Japanese and Indian artists create breathtaking wall art in village schools to bring students closer not just to art, but classrooms too.

painting-L Japanese muralist Yusuke Asai. (Source: Express photo by Kenta Yoshizara)

Every year since 2010, the walls of schools in the villages of Sujata in Bodhgaya (Bihar) and Ganjad (Maharashtra) acquire the proverbial ears, perhaps even eyes, face and limbs for a few days. The blank, off-white walls metamorphose into spaces where suns and stars appear at the same time, and mountains and trees rise overnight. The usual inventory that make up a classroom — books, benches, and tables — disappear, and brushes and paints take their stead.

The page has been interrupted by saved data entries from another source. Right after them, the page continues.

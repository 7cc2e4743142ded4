//! Reference mesher: one quad per exposed voxel face.
//!
//! Same face rules as the greedy mesher with no merging. Useful for
//! debugging the greedy path and as the baseline in benchmarks.

use strata_core::VoxelBuffer;

use crate::mesh::{FaceDirection, MeshData, Quad};
use crate::Mesher;

/// One quad per exposed face.
#[derive(Clone, Copy, Debug)]
pub struct NaiveMesher {
    block_size: f32,
}

impl NaiveMesher {
    /// Creates a mesher emitting positions scaled by `block_size`.
    #[must_use]
    pub fn new(block_size: f64) -> Self {
        Self {
            block_size: block_size as f32,
        }
    }

    /// Meshes a voxel buffer.
    #[must_use]
    pub fn mesh(&self, voxels: &VoxelBuffer) -> MeshData {
        let mut mesh = MeshData::new();
        let [size_x, size_y, size_z] = voxels.dims();

        for y in 0..size_y {
            for z in 0..size_z {
                for x in 0..size_x {
                    let block = voxels.get(x, y, z);
                    if block.is_air() {
                        continue;
                    }

                    let pos = [x, y, z];
                    for axis in 0..3 {
                        let (u_axis, v_axis) = ((axis + 1) % 3, (axis + 2) % 3);
                        for direction in [FaceDirection::Negative, FaceDirection::Positive] {
                            let mut neighbor = pos.map(|c| c as i64);
                            let plane = match direction {
                                FaceDirection::Negative => {
                                    neighbor[axis] -= 1;
                                    pos[axis]
                                }
                                FaceDirection::Positive => {
                                    neighbor[axis] += 1;
                                    pos[axis] + 1
                                }
                            };

                            if voxels.get_signed(neighbor[0], neighbor[1], neighbor[2]).is_solid() {
                                continue;
                            }

                            mesh.push_quad(
                                &Quad {
                                    axis,
                                    plane,
                                    u: pos[u_axis],
                                    v: pos[v_axis],
                                    width: 1,
                                    height: 1,
                                    direction,
                                    material: block,
                                },
                                self.block_size,
                            );
                        }
                    }
                }
            }
        }

        mesh
    }
}

impl Mesher for NaiveMesher {
    fn build_mesh(&mut self, voxels: &VoxelBuffer) -> MeshData {
        self.mesh(voxels)
    }
}

#[cfg(test)]
mod tests {
    use super::*;
    use strata_core::BlockType;

    #[test]
    fn test_single_voxel_has_six_faces() {
        let mut voxels = VoxelBuffer::new(8, 16);
        voxels.set(7, 15, 7, BlockType::Sand);
        assert_eq!(NaiveMesher::new(1.0).mesh(&voxels).quad_count(), 6);
    }

    #[test]
    fn test_row_is_not_merged() {
        let mut voxels = VoxelBuffer::new(8, 16);
        for x in 0..8 {
            voxels.set(x, 4, 4, BlockType::Stone);
        }
        // 2 end caps + 4 sides per voxel
        assert_eq!(NaiveMesher::new(1.0).mesh(&voxels).quad_count(), 2 + 4 * 8);
    }
}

As a part of a remarkable initiative called the Wall Art Project, co-produced by the Japan Foundation, a team of Japanese and Indian artists transform classrooms for what they call the Wall Art Festival (WAF). The project was conceptualised after Tokyo-based educationist Akiko Ookuni first visited Niranjana Public Welfare School in Bihar in 2009, which was built by donations from 50 Japanese students. There she noticed a low attendance. “We thought that if we were to organise art events that support as well as enhance creativity in children, it would give some attention to the problem,” says Kazunori Hamao, WAF director-coordinator, who stays in India.

WAF was set up in 2009 with a team of local as well as Japanese artists. The first festival was held a year later with Delhi-based community artist Sreejata Roy and Japanese muralist Yusuke Asai. The number of artists have grown substantially over the last four years.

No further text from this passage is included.